**Assigned task**
Below is a block of entries; repeat exactly the lines starting at the line that contains "for i in 0..frames" and ending at the line that contains "usize, seed: u64)", both included.

**Provided material**
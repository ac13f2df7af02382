#![allow(dead_code)]

use std::path::{Path, PathBuf};

use ndarray::Array2;
use rand::rngs::StdRng;
use rand::{Rng, SeedableRng};
use resonator_core::io::ser::SER_HEADER_SIZE;

/// Build a SER file header.
///
/// `color_id`: 0=MONO, 100=RGB, 101=BGR
pub fn build_ser_header_full(
    width: u32,
    height: u32,
    bit_depth: u32,
    num_frames: usize,
    color_id: i32,
) -> Vec<u8> {
    let mut buf = Vec::with_capacity(SER_HEADER_SIZE);

    // Magic (14 bytes)
    buf.extend_from_slice(b"LUCAM-RECORDER");
    // LuID
    buf.extend_from_slice(&0i32.to_le_bytes());
    // ColorID
    buf.extend_from_slice(&color_id.to_le_bytes());
    // LittleEndian = 0 (little-endian per Siril convention)
    buf.extend_from_slice(&0i32.to_le_bytes());
    buf.extend_from_slice(&(width as i32).to_le_bytes());
    buf.extend_from_slice(&(height as i32).to_le_bytes());
    buf.extend_from_slice(&(bit_depth as i32).to_le_bytes());
    buf.extend_from_slice(&(num_frames as i32).to_le_bytes());
    // Observer, Instrument, Telescope (40 bytes each)
    buf.extend_from_slice(&[0u8; 120]);
    // DateTime, DateTimeUTC
    buf.extend_from_slice(&0u64.to_le_bytes());
    buf.extend_from_slice(&0u64.to_le_bytes());

    assert_eq!(buf.len(), SER_HEADER_SIZE);
    buf
}

/// Complete mono 8-bit SER file.
pub fn build_mono_ser(width: u32, height: u32, frames: &[Vec<u8>]) -> Vec<u8> {
    let mut buf = build_ser_header_full(width, height, 8, frames.len(), 0);
    for frame in frames {
        buf.extend_from_slice(frame);
    }
    buf
}

/// Complete RGB 8-bit SER file; frames are interleaved RGB bytes.
pub fn build_rgb_ser(width: u32, height: u32, frames: &[Vec<u8>]) -> Vec<u8> {
    let mut buf = build_ser_header_full(width, height, 8, frames.len(), 100);
    for frame in frames {
        buf.extend_from_slice(frame);
    }
    buf
}

/// Append a timestamp trailer with a fixed interval in 100 ns ticks.
pub fn append_timestamps(buf: &mut Vec<u8>, frames: usize, interval_ticks: u64) {
    for i in 0..frames as u64 {
        buf.extend_from_slice(&(1_000_000 + i * interval_ticks).to_le_bytes());
    }
}

/// Write bytes to `dir/name` and return the path.
pub fn write_file(dir: &Path, name: &str, data: &[u8]) -> PathBuf {
    let path = dir.join(name);
    std::fs::write(&path, data).expect("write test file");
    path
}

/// Blocky random texture in [0.1, 0.9], rich in FAST corners.
pub fn block_texture(width: usize, height: usize, block: usize, seed: u64) -> Array2<f32> {
    let mut rng = StdRng::seed_from_u64(seed);
    let bw = width.div_ceil(block);
    let bh = height.div_ceil(block);
    let levels: Vec<f32> = (0..bw * bh).map(|_| rng.gen_range(0.1..0.9)).collect();
    Array2::from_shape_fn((height, width), |(r, c)| levels[(r / block) * bw + c / block])
}

/// Window of `tex` with its top-left corner at (x, y).
pub fn window(tex: &Array2<f32>, x: usize, y: usize, width: usize, height: usize) -> Array2<f32> {
    tex.slice(ndarray::s![y..y + height, x..x + width]).to_owned()
}

/// Quantize [0, 1] values to 8-bit bytes in row-major order.
pub fn to_bytes(data: &Array2<f32>) -> Vec<u8> {
    data.iter()
        .map(|&v| (v.clamp(0.0, 1.0) * 255.0).round() as u8)
        .collect()
}

/// Save [0, 1] values as an 8-bit grayscale PNG.
pub fn save_gray_png(data: &Array2<f32>, path: &Path) {
    let (h, w) = data.dim();
    let img = image::GrayImage::from_raw(w as u32, h as u32, to_bytes(data)).expect("image size");
    img.save(path).expect("save png");
}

**Reply to the task**
    for i in 0..frames as u64 {
        buf.extend_from_slice(&(1_000_000 + i * interval_ticks).to_le_bytes());
    }
}

/// Write bytes to `dir/name` and return the path.
pub fn write_file(dir: &Path, name: &str, data: &[u8]) -> PathBuf {
    let path = dir.join(name);
    std::fs::write(&path, data).expect("write test file");
    path
}

/// Blocky random texture in [0.1, 0.9], rich in FAST corners.
pub fn block_texture(width: usize, height: usize, block: usize, seed: u64) -> Array2<f32> {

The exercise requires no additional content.